I have wanted to continue the previous postings, on Goethe in Venice, and I spent some time in the past couple of weeks reading the so-called Venetian Epigrams. At first glance, I was not too impressed. They seemed to me to be rather sterile. The meter also didn't seem natural (Goethe was experimenting with classical forms), and the attempt to imitate Latin grammar meant that you often have to read the poems several times to figure out which noun goes with which verb. Moreover, the mythological apparatus sounds false. There is also the offputting cynicism, which, however, is part of the conventions of the genre.Yet a deeper immersion proves more interesting. At the same time, there are some problems in discussing the epigrams as a poetic "product" or collection.
The stay in Venice, from March 31 to May 22, 1790, inspired Goethe to write "several hundred" epigrams, which he began to assemble in a Libellus Epigrammatum on his return to Weimar. Twenty-four such poems appeared, under the title "Sinngedichte" (the German poetic term for epigram), in Deutsche Monatschrift in 1791. It is a fairly innocuous effort. At Schiller's encouragement Goethe made a larger selection, of 103 epigrams, which appeared in Musenalmanach fur das Jahr 1796. The Munich edition of Goethe's works includes these 103 poems, under the title "Epigramme. Venedig 1790," but it also publishes (alongside the "Sinngedichte") "Epigrammen Erstes Buch Venedig 1790" and "Epigramme Zweites Buch," containing 136 in total.

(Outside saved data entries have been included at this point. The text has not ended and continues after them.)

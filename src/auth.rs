use anyhow::{Context, Result, bail};
use async_trait::async_trait;
use serde::{Deserialize, Serialize};
use std::fs;
use std::future::Future;
use std::path::{Path, PathBuf};
use std::pin::Pin;
use std::sync::Mutex;
use tracing::{debug, info, warn};
use yup_oauth2::authenticator::Authenticator;
use yup_oauth2::authenticator_delegate::InstalledFlowDelegate;
use yup_oauth2::storage::{TokenInfo, TokenStorage};
use yup_oauth2::{
    ApplicationSecret, InstalledFlowAuthenticator, InstalledFlowReturnMethod,
    read_application_secret,
};

pub type Connector = hyper_rustls::HttpsConnector<hyper::client::HttpConnector>;

pub const SCOPES: &[&str] = &[
    "https://www.googleapis.com/auth/gmail.readonly",
    "https://www.googleapis.com/auth/gmail.modify",
];

const AUTHORIZED_USER: &str = "authorized_user";

/// The on-disk credential record.
#[derive(Debug, Clone, PartialEq, Eq, Serialize, Deserialize)]
pub struct AuthorizedUser {
    #[serde(rename = "type")]
    pub kind: String,
    pub client_id: String,
    pub client_secret: String,
    pub refresh_token: String,
}

impl AuthorizedUser {
    pub fn new(secret: &ApplicationSecret, refresh_token: String) -> Self {
        Self {
            kind: AUTHORIZED_USER.to_string(),
            client_id: secret.client_id.clone(),
            client_secret: secret.client_secret.clone(),
            refresh_token,
        }
    }

    /// Rejects records that cannot be used with the given application credentials.
    pub fn check(&self, secret: &ApplicationSecret) -> Result<()> {
        if self.kind != AUTHORIZED_USER {
            bail!("unsupported credential type '{}'", self.kind);
        }
        if self.refresh_token.is_empty() {
            bail!("stored credential has an empty refresh token");
        }
        if self.client_id != secret.client_id {
            bail!("stored credential belongs to a different OAuth client");
        }
        Ok(())
    }
}

/// Reads and writes the token file.
#[derive(Debug, Clone)]
pub struct CredentialStore {
    path: PathBuf,
}

impl CredentialStore {
    pub fn new<P: Into<PathBuf>>(path: P) -> Self {
        Self { path: path.into() }
    }

    pub fn path(&self) -> &Path {
        &self.path
    }

    /// `Ok(None)` when no token file exists yet.
    pub fn load(&self) -> Result<Option<AuthorizedUser>> {
        if !self.path.exists() {
            return Ok(None);
        }

        let content = fs::read_to_string(&self.path)
            .with_context(|| format!("Failed to read token file {}", self.path.display()))?;
        let user = serde_json::from_str(&content)
            .with_context(|| format!("Failed to parse token file {}", self.path.display()))?;

        debug!(path = %self.path.display(), "loaded stored credential");
        Ok(Some(user))
    }

    /// Writes through a temp file and rename so a crash never leaves a torn token file.
    pub fn save(&self, user: &AuthorizedUser) -> Result<()> {
        let json = serde_json::to_string(user).context("Failed to serialize credential")?;

        let tmp_path = self.path.with_extension("json.tmp");
        fs::write(&tmp_path, json)
            .with_context(|| format!("Failed to write {}", tmp_path.display()))?;
        restrict_permissions(&tmp_path)?;
        fs::rename(&tmp_path, &self.path)
            .with_context(|| format!("Failed to replace {}", self.path.display()))?;

        debug!(path = %self.path.display(), "stored credential");
        Ok(())
    }

    /// Returns whether a file was removed.
    pub fn delete(&self) -> Result<bool> {
        if !self.path.exists() {
            return Ok(false);
        }
        fs::remove_file(&self.path)
            .with_context(|| format!("Failed to delete {}", self.path.display()))?;
        Ok(true)
    }
}

fn restrict_permissions(path: &Path) -> Result<()> {
    #[cfg(unix)]
    {
        use std::os::unix::fs::PermissionsExt;
        fs::set_permissions(path, fs::Permissions::from_mode(0o600))
            .with_context(|| format!("Failed to set permissions on {}", path.display()))?;
    }

    #[cfg(not(unix))]
    {
        let _ = path;
    }

    Ok(())
}

#[derive(Debug, Default)]
struct TokenState {
    cached: Option<TokenInfo>,
    persisted_refresh: Option<String>,
}

/// Token storage for the authenticator. Access tokens live in memory only;
/// the token file is rewritten only when a new refresh token is issued.
pub struct FileTokenStorage {
    store: CredentialStore,
    secret: ApplicationSecret,
    state: Mutex<TokenState>,
}

impl FileTokenStorage {
    pub fn new(
        store: CredentialStore,
        secret: &ApplicationSecret,
        stored: Option<AuthorizedUser>,
    ) -> Self {
        let persisted_refresh = stored.map(|user| user.refresh_token);
        let cached = persisted_refresh.clone().map(|refresh_token| TokenInfo {
            access_token: None,
            refresh_token: Some(refresh_token),
            expires_at: None,
            id_token: None,
        });

        Self {
            store,
            secret: secret.clone(),
            state: Mutex::new(TokenState {
                cached,
                persisted_refresh,
            }),
        }
    }
}

#[async_trait]
impl TokenStorage for FileTokenStorage {
    async fn set(&self, _scopes: &[&str], mut token: TokenInfo) -> Result<()> {
        let mut state = self
            .state
            .lock()
            .map_err(|_| anyhow::anyhow!("token state lock poisoned"))?;

        if token.refresh_token.is_none() {
            token.refresh_token = state.persisted_refresh.clone();
        }

        if let Some(refresh_token) = &token.refresh_token {
            if state.persisted_refresh.as_ref() != Some(refresh_token) {
                self.store
                    .save(&AuthorizedUser::new(&self.secret, refresh_token.clone()))?;
                info!(path = %self.store.path().display(), "Saved new credential");
                state.persisted_refresh = Some(refresh_token.clone());
            }
        } else {
            warn!("Authorization returned no refresh token; credential not persisted");
        }

        state.cached = Some(token);
        Ok(())
    }

    async fn get(&self, _scopes: &[&str]) -> Option<TokenInfo> {
        self.state.lock().ok().and_then(|state| state.cached.clone())
    }
}

/// Opens the consent page in the default browser and logs the URL as a fallback.
pub struct BrowserDelegate;

impl InstalledFlowDelegate for BrowserDelegate {
    fn present_user_url<'a>(
        &'a self,
        url: &'a str,
        need_code: bool,
    ) -> Pin<Box<dyn Future<Output = std::result::Result<String, String>> + Send + 'a>> {
        Box::pin(present_url(url, need_code))
    }
}

async fn present_url(url: &str, need_code: bool) -> std::result::Result<String, String> {
    info!("Authorize this app by visiting: {}", url);
    if let Err(e) = open::that(url) {
        warn!(error = %e, "Could not open a browser; open the URL manually");
    }

    if !need_code {
        return Ok(String::new());
    }

    use tokio::io::AsyncBufReadExt;
    let mut code = String::new();
    tokio::io::BufReader::new(tokio::io::stdin())
        .read_line(&mut code)
        .await
        .map_err(|e| format!("Failed to read authorization code: {}", e))?;
    Ok(code.trim().to_string())
}

/// A ready-to-use credential handle.
#[derive(Clone)]
pub struct Credential {
    authenticator: Authenticator<Connector>,
}

impl Credential {
    pub fn authenticator(&self) -> Authenticator<Connector> {
        self.authenticator.clone()
    }
}

pub struct Authorizer {
    credentials_path: PathBuf,
    store: CredentialStore,
}

impl Authorizer {
    pub fn new<P: Into<PathBuf>, Q: Into<PathBuf>>(credentials_path: P, token_path: Q) -> Self {
        Self {
            credentials_path: credentials_path.into(),
            store: CredentialStore::new(token_path),
        }
    }

    pub async fn load_secret(&self) -> Result<ApplicationSecret> {
        read_application_secret(&self.credentials_path)
            .await
            .with_context(|| {
                format!(
                    "Failed to read application secret {}",
                    self.credentials_path.display()
                )
            })
    }

    /// Uses the stored credential when there is one, otherwise runs the
    /// interactive consent flow and persists the result.
    pub async fn authorize(&self) -> Result<Credential> {
        let secret = self.load_secret().await?;

        let stored = self.store.load()?;
        match &stored {
            Some(user) => user.check(&secret).with_context(|| {
                format!("Unusable credential in {}", self.store.path().display())
            })?,
            None => info!("No stored credential, starting interactive authorization"),
        }

        let storage = FileTokenStorage::new(self.store.clone(), &secret, stored);
        let authenticator =
            InstalledFlowAuthenticator::builder(secret, InstalledFlowReturnMethod::HTTPRedirect)
                .with_storage(Box::new(storage))
                .flow_delegate(Box::new(BrowserDelegate))
                .build()
                .await
                .context("Failed to build authenticator")?;

        authenticator
            .token(SCOPES)
            .await
            .context("Failed to obtain an access token")?;

        Ok(Credential { authenticator })
    }

    pub fn reset(&self) -> Result<bool> {
        self.store.delete()
    }
}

There are various manuscripts of Goethe's epigrams, but none can be taken as definitive. The Munich edition is clearly trying to demonstrate that there is some kind of structural principle. The collection containing 103, for instance, and that of 136 show many duplications, but the poems also follow a different order. Compounding the problem is that some of the people who handled Goethe's manuscripts after his death went through them and literally used a razor to excise offensive passages. I mentioned in an earlier posting on this subject that one of the themes of the epigrams was religion. I was quite taken aback at the animus toward Christianity in "Epigrammen Erstes Buch Venedig 1790." At least in formal terms, this animus in toned down in the collection of 103 epigrams.

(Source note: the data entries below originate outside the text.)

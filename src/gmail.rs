use crate::auth::{Connector, Credential};
use crate::error::MailError;
use crate::models::{Header, Label, MessageRef, SearchResult, Thread, ThreadMessage};
use anyhow::Context;
use async_trait::async_trait;
use google_gmail1::Gmail;
use google_gmail1::api::{self, ModifyThreadRequest, Scope};
use std::io::Cursor;
use tracing::debug;

const USER_ID: &str = "me";

/// Headers requested when fetching a thread; nothing else is inspected.
pub const THREAD_HEADERS: [&str; 3] = ["Subject", "From", "Message-ID"];

/// The mailbox operations the responder pipeline needs.
#[async_trait]
pub trait MailService: Send + Sync {
    async fn search(
        &self,
        query: &str,
        max_results: u32,
        page_token: Option<String>,
    ) -> Result<SearchResult, MailError>;

    async fn get_thread(&self, thread_id: &str) -> Result<Thread, MailError>;

    /// Creates a visible label. Returns `MailError::Conflict` when a label
    /// with the same name already exists.
    async fn create_label(&self, name: &str) -> Result<Label, MailError>;

    async fn list_labels(&self) -> Result<Vec<Label>, MailError>;

    async fn modify_thread_labels(
        &self,
        thread_id: &str,
        add: &[String],
        remove: &[String],
    ) -> Result<(), MailError>;

    /// The address of the authorized account, used as the reply's `From`.
    async fn account_address(&self) -> Result<String, MailError>;

    /// Sends an RFC 822 message as part of `thread_id`. Returns the new message id.
    async fn send_message(&self, thread_id: &str, raw: Vec<u8>) -> Result<String, MailError>;
}

#[derive(Clone)]
pub struct GmailClient {
    hub: Gmail<Connector>,
}

impl GmailClient {
    pub fn new(credential: &Credential) -> anyhow::Result<Self> {
        let connector = hyper_rustls::HttpsConnectorBuilder::new()
            .with_native_roots()
            .context("Failed to load native roots")?
            .https_only()
            .enable_http1()
            .build();
        let hub = Gmail::new(
            hyper::Client::builder().build(connector),
            credential.authenticator(),
        );
        Ok(Self { hub })
    }
}

#[async_trait]
impl MailService for GmailClient {
    async fn search(
        &self,
        query: &str,
        max_results: u32,
        page_token: Option<String>,
    ) -> Result<SearchResult, MailError> {
        let mut req = self
            .hub
            .users()
            .messages_list(USER_ID)
            .q(query)
            .max_results(max_results)
            .add_scope(Scope::Modify);

        if let Some(token) = &page_token {
            req = req.page_token(token);
        }

        let (_, list) = req.doit().await?;
        Ok(search_result_from_api(list))
    }

    async fn get_thread(&self, thread_id: &str) -> Result<Thread, MailError> {
        let mut req = self
            .hub
            .users()
            .threads_get(USER_ID, thread_id)
            .format("metadata")
            .add_scope(Scope::Modify);

        for name in THREAD_HEADERS {
            req = req.add_metadata_headers(name);
        }

        let (_, thread) = req.doit().await?;
        Ok(thread_from_api(thread))
    }

    async fn create_label(&self, name: &str) -> Result<Label, MailError> {
        let label = api::Label {
            name: Some(name.to_string()),
            label_list_visibility: Some("labelShow".to_string()),
            message_list_visibility: Some("show".to_string()),
            ..Default::default()
        };

        let (_, created) = self
            .hub
            .users()
            .labels_create(label, USER_ID)
            .add_scope(Scope::Modify)
            .doit()
            .await?;

        label_from_api(created)
            .ok_or_else(|| MailError::Invalid("created label has no id".to_string()))
    }

    async fn list_labels(&self) -> Result<Vec<Label>, MailError> {
        let (_, list) = self
            .hub
            .users()
            .labels_list(USER_ID)
            .add_scope(Scope::Modify)
            .doit()
            .await?;

        Ok(list
            .labels
            .unwrap_or_default()
            .into_iter()
            .filter_map(label_from_api)
            .collect())
    }

    async fn modify_thread_labels(
        &self,
        thread_id: &str,
        add: &[String],
        remove: &[String],
    ) -> Result<(), MailError> {
        debug!(thread_id, ?add, ?remove, "modifying thread labels");
        let req = ModifyThreadRequest {
            add_label_ids: (!add.is_empty()).then(|| add.to_vec()),
            remove_label_ids: (!remove.is_empty()).then(|| remove.to_vec()),
        };
        self.hub
            .users()
            .threads_modify(req, USER_ID, thread_id)
            .add_scope(Scope::Modify)
            .doit()
            .await?;
        Ok(())
    }

    async fn account_address(&self) -> Result<String, MailError> {
        let (_, profile) = self
            .hub
            .users()
            .get_profile(USER_ID)
            .add_scope(Scope::Modify)
            .doit()
            .await?;

        profile
            .email_address
            .ok_or_else(|| MailError::Invalid("profile has no email address".to_string()))
    }

    async fn send_message(&self, thread_id: &str, raw: Vec<u8>) -> Result<String, MailError> {
        debug!(thread_id, bytes = raw.len(), "sending message");
        let metadata = api::Message {
            thread_id: Some(thread_id.to_string()),
            ..Default::default()
        };
        let mime = "message/rfc822"
            .parse()
            .map_err(|e| MailError::Invalid(format!("bad mime type: {}", e)))?;

        let (_, sent) = self
            .hub
            .users()
            .messages_send(metadata, USER_ID)
            .add_scope(Scope::Modify)
            .upload(Cursor::new(raw), mime)
            .await?;

        Ok(sent.id.unwrap_or_default())
    }
}

fn search_result_from_api(list: api::ListMessagesResponse) -> SearchResult {
    let messages = list
        .messages
        .unwrap_or_default()
        .into_iter()
        .filter_map(|m| {
            Some(MessageRef {
                id: m.id?,
                thread_id: m.thread_id?,
            })
        })
        .collect();

    SearchResult {
        messages,
        result_size_estimate: list.result_size_estimate,
        next_page_token: list.next_page_token,
    }
}

fn thread_from_api(thread: api::Thread) -> Thread {
    Thread {
        id: thread.id.unwrap_or_default(),
        messages: thread
            .messages
            .unwrap_or_default()
            .into_iter()
            .map(message_from_api)
            .collect(),
    }
}

fn message_from_api(msg: api::Message) -> ThreadMessage {
    let headers = msg
        .payload
        .and_then(|p| p.headers)
        .unwrap_or_default()
        .into_iter()
        .filter_map(|h| {
            Some(Header {
                name: h.name?,
                value: h.value.unwrap_or_default(),
            })
        })
        .collect();

    ThreadMessage {
        id: msg.id.unwrap_or_default(),
        headers,
        label_ids: msg.label_ids.unwrap_or_default(),
    }
}

fn label_from_api(label: api::Label) -> Option<Label> {
    Some(Label {
        id: label.id?,
        name: label.name.unwrap_or_default(),
    })
}
use async_trait::async_trait;
use rand::Rng;
use std::future::Future;
use std::time::Duration;
use tracing::{error, info};

/// Something the scheduler runs once per tick.
#[async_trait]
pub trait PassRunner: Send {
    async fn run_pass(&mut self) -> anyhow::Result<()>;
}

/// Runs passes back to back with a random pause in between. The next pause
/// is only drawn after the previous pass has finished, so passes never overlap.
pub struct Scheduler<R> {
    rng: R,
    min_secs: u64,
    max_secs: u64,
}

impl<R: Rng + Send> Scheduler<R> {
    pub fn new(rng: R, min_secs: u64, max_secs: u64) -> Self {
        Self {
            rng,
            min_secs: min_secs.min(max_secs),
            max_secs: max_secs.max(min_secs),
        }
    }

    /// Whole seconds drawn uniformly from `[min_secs, max_secs]`.
    pub fn next_interval(&mut self) -> Duration {
        let secs = self.rng.gen_range(self.min_secs..=self.max_secs);
        Duration::from_secs(secs)
    }

    /// Loops until `shutdown` resolves. Returns the number of passes started.
    pub async fn run_until<P, F>(&mut self, runner: &mut P, shutdown: F) -> u64
    where
        P: PassRunner,
        F: Future<Output = ()>,
    {
        tokio::pin!(shutdown);
        let mut passes = 0;

        loop {
            let interval = self.next_interval();
            info!("Next run in {} seconds.", interval.as_secs());

            tokio::select! {
                _ = &mut shutdown => break,
                _ = tokio::time::sleep(interval) => {}
            }

            passes += 1;
            tokio::select! {
                _ = &mut shutdown => break,
                result = runner.run_pass() => {
                    if let Err(e) = result {
                        error!("An error occurred: {:#}", e);
                    }
                }
            }
        }

        info!(passes, "Scheduler stopped");
        passes
    }
}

It strikes me that these problematic aspects are irresolvable, and as I read and reread the poems it seemed that the greater problem is that Goethe's epigrams seek to accommodate material that is not appropriate to the genre. The overriding theme is the felt tension between the present situation of Venice, a place that draws travelers and is therefore to be savored, and the longing for home, where the beloved is.

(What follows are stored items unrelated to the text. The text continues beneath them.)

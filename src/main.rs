mod app;
mod auth;
mod config;
mod error;
mod gmail;
mod inspector;
mod models;
mod pipeline;
mod responder;
mod scanner;
mod scheduler;
#[cfg(test)]
mod testing;

use crate::app::AutoReplier;
use crate::config::Config;
use crate::scheduler::Scheduler;
use rand::SeedableRng;
use rand::rngs::StdRng;
use tracing::{Level, info, warn};

#[tokio::main]
async fn main() -> anyhow::Result<()> {
    let debug_logging = std::env::args().any(|arg| arg == "--debug");
    tracing_subscriber::fmt()
        .with_max_level(if debug_logging {
            Level::DEBUG
        } else {
            Level::INFO
        })
        .init();

    let config = Config::load();

    // Handle token reset
    if std::env::args().any(|arg| arg == "--reset-token") {
        let authorizer = auth::Authorizer::new(&config.credentials_path, &config.token_path);
        if authorizer.reset()? {
            println!("Token cleared. Restart without --reset-token to re-authenticate.");
        } else {
            println!("No stored token at {}.", config.token_path.display());
        }
        return Ok(());
    }

    let mut replier = AutoReplier::new(&config);

    if std::env::args().any(|arg| arg == "--once") {
        let report = replier.run_once().await?;
        info!(?report, "Single pass complete");
        return Ok(());
    }

    let mut scheduler = Scheduler::new(
        StdRng::from_entropy(),
        config.min_interval_secs,
        config.max_interval_secs,
    );
    let shutdown = async {
        if let Err(e) = tokio::signal::ctrl_c().await {
            warn!(error = %e, "Failed to listen for Ctrl-C");
            std::future::pending::<()>().await;
        }
        info!("Shutting down");
    };

    scheduler.run_until(&mut replier, shutdown).await;
    Ok(())
}
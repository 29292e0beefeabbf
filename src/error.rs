use serde_json::Value;
use thiserror::Error;

/// Failures coming back from the mail service.
#[derive(Debug, Error)]
pub enum MailError {
    /// HTTP 409. For label creation this means the label already exists.
    #[error("conflict: {0}")]
    Conflict(String),

    #[error("api error {code}: {message}")]
    Api { code: i64, message: String },

    #[error("http failure with status {0}")]
    Http(u16),

    #[error("authorization failed: {0}")]
    Auth(String),

    #[error("transport error: {0}")]
    Transport(String),

    #[error("invalid response: {0}")]
    Invalid(String),
}

impl MailError {
    pub fn is_conflict(&self) -> bool {
        matches!(self, MailError::Conflict(_))
    }

    /// Classify a Google JSON error body (`{"error": {"code": .., "message": ..}}`).
    pub fn from_error_body(body: &Value) -> Self {
        let error = body.get("error");
        let code = error
            .and_then(|e| e.get("code"))
            .and_then(Value::as_i64)
            .unwrap_or(400);
        let message = error
            .and_then(|e| e.get("message"))
            .and_then(Value::as_str)
            .map(str::to_string)
            .unwrap_or_else(|| body.to_string());

        if code == 409 {
            MailError::Conflict(message)
        } else {
            MailError::Api { code, message }
        }
    }

    pub fn from_status(status: u16) -> Self {
        if status == 409 {
            MailError::Conflict(format!("http status {}", status))
        } else {
            MailError::Http(status)
        }
    }
}

impl From<google_gmail1::Error> for MailError {
    fn from(err: google_gmail1::Error) -> Self {
        match err {
            google_gmail1::Error::BadRequest(body) => MailError::from_error_body(&body),
            google_gmail1::Error::Failure(response) => {
                MailError::from_status(response.status().as_u16())
            }
            google_gmail1::Error::MissingToken(e) => MailError::Auth(e.to_string()),
            other => MailError::Transport(other.to_string()),
        }
    }
}

/// Why a reply could not be delivered for one thread.
#[derive(Debug, Error)]
pub enum ReplyError {
    #[error("failed to look up the sending account: {0}")]
    Account(#[source] MailError),

    #[error("failed to compose reply: {0}")]
    Compose(String),

    #[error("failed to ensure label '{label}': {source}")]
    Label {
        label: String,
        #[source]
        source: MailError,
    },

    #[error("failed to label thread: {0}")]
    Tag(#[source] MailError),

    #[error("failed to send reply: {0}")]
    Send(#[source] MailError),
}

I think that there are two ways that Goethe might have solved the problem. The first would have been to restrict himself to composing a cycle of poems based on the love for Christiane and their child. These are, in my view, the best in the collection (see e.g., nos. 95, 96, 98-102). Here, for instance, is David Luke's translation of the first four lines of no. 102:It is such joy to hug my beloved so close, to desire her,
And in her heartbeat to hear her first confession of love:
Joy still greater to feel life coming, another life pulsing
As it moves, as it thrives, in her dear nourishing womb!
Goethe, however, took his Martial along with him on the trip, evidently intending to be inspired by the ancient genre. In his attempt to be "symbolical," these lovely poems about the beloved jostle uncomfortably alongside very cynical observations on Venice, many about prostitutes and other low life. Since the beloved is Christiane Vulpius, a woman to whom he was not married but who had just borne his son out of wedlock, the juxtaposition of her with prostitutes is jarring, not to mention not very complimentary.A second method, and more interesting, would have been to have used the material in the epigrams as the basis for a short novel. In that way, the observations on politics and religion and street life would have served as the realistic background for the traveler's musings about what has been left at home. In fact, I may write this novel myself!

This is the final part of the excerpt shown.